We underwrote the value assuming the existing income only and did not assume any improvement to the vacant parcels. Therefore, if we just focused our plan on the existing income producing properties, it won’t affect our projections.
However, we would like to consider the possibilities of building storage, garage units, Re-zone and sell to retail developer etc..
Our question focuses on how to structure the deal with equity and debt, in order to gain the most flexibility with the vacant land. We are open to including it with the deal so our investors can benefit from the upside, but not sure if we should include the improvement costs with initial equity raise or explain the circumstance and ask if they’ll consider a capital call at a later date.
If anyone has experience with similar deals, we thank you in advance for taking the time to provide your insight.

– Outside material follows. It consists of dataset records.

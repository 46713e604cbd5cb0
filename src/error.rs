use thiserror::Error;

/// Identity of a remote object, as handed back by the object manager.
pub type ObjectId = u64;

/// Errors surfaced by the stream-reader read path.
///
/// [`StreamError::retryable`] captures the classification from the retry policy:
/// a handful of kinds are expected under normal compaction churn and are retried
/// once by [`crate::stream::StreamReader::read`]; the rest propagate immediately.
#[derive(Debug, Clone, Error)]
pub enum StreamError {
    /// `isObjectExist` returned false mid-acquisition: the object was deleted,
    /// almost always by a concurrent compaction.
    #[error("object {0} does not exist")]
    ObjectNotExist(ObjectId),

    /// The underlying store reported no such key while materializing a block.
    #[error("key not found in store: {0}")]
    KeyNotFoundInStore(String),

    /// Window extension discovered a block whose start offset does not abut
    /// the previous tail.
    #[error("block discontinuity: expected new block to start at {expected}, found {found}")]
    BlockNotContinuous { expected: u64, found: u64 },

    /// The read cursor fell outside an assembled block's range. Indicates a bug
    /// in block acquisition (`putBlock`/`getBlocks`), never a transient condition.
    #[error("internal consistency violation: {0}")]
    InternalConsistency(String),

    /// The cache's load future rejected. Recorded as a sticky failure on the
    /// `BlockEntry` that requested it; surfaces only when that entry is awaited.
    #[error("block load failed: {0}")]
    LoadFailure(String),
}

impl StreamError {
    /// Whether the top-level `read` retry policy (§7) should reset the window
    /// and retry once for this error kind.
    pub fn retryable(&self) -> bool {
        matches!(
            self,
            StreamError::ObjectNotExist(_)
                | StreamError::KeyNotFoundInStore(_)
                | StreamError::BlockNotContinuous { .. }
        )
    }
}

#[cfg(test)]
mod tests {
    use super::*;

    #[test]
    fn object_not_exist_is_retryable() {
        assert!(StreamError::ObjectNotExist(7).retryable());
    }

    #[test]
    fn key_not_found_is_retryable() {
        assert!(StreamError::KeyNotFoundInStore("k".into()).retryable());
    }

    #[test]
    fn block_not_continuous_is_retryable() {
        assert!(StreamError::BlockNotContinuous {
            expected: 100,
            found: 150
        }
        .retryable());
    }

    #[test]
    fn internal_consistency_is_not_retryable() {
        assert!(!StreamError::InternalConsistency("cursor out of range".into()).retryable());
    }

    #[test]
    fn load_failure_is_not_retryable() {
        assert!(!StreamError::LoadFailure("timeout".into()).retryable());
    }
}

Unlike Olympic gymnastics, you do not get bonus points for degree of difficulty in real estate. My advice is to choose a more simple path that does not include a second capital raise. Your numbers and offering are all based on current income of the property. This will not be affected by anything you do with the extra land. Sell the extra land off as a personal profit and enjoy the day. Let someone else worry about development costs. Another strategy, is you can offer to JV with a developer, with you putting up the extra lots as your contribution to that JV. None of this involves changing your offering or hitting your lenders for a second round of funds.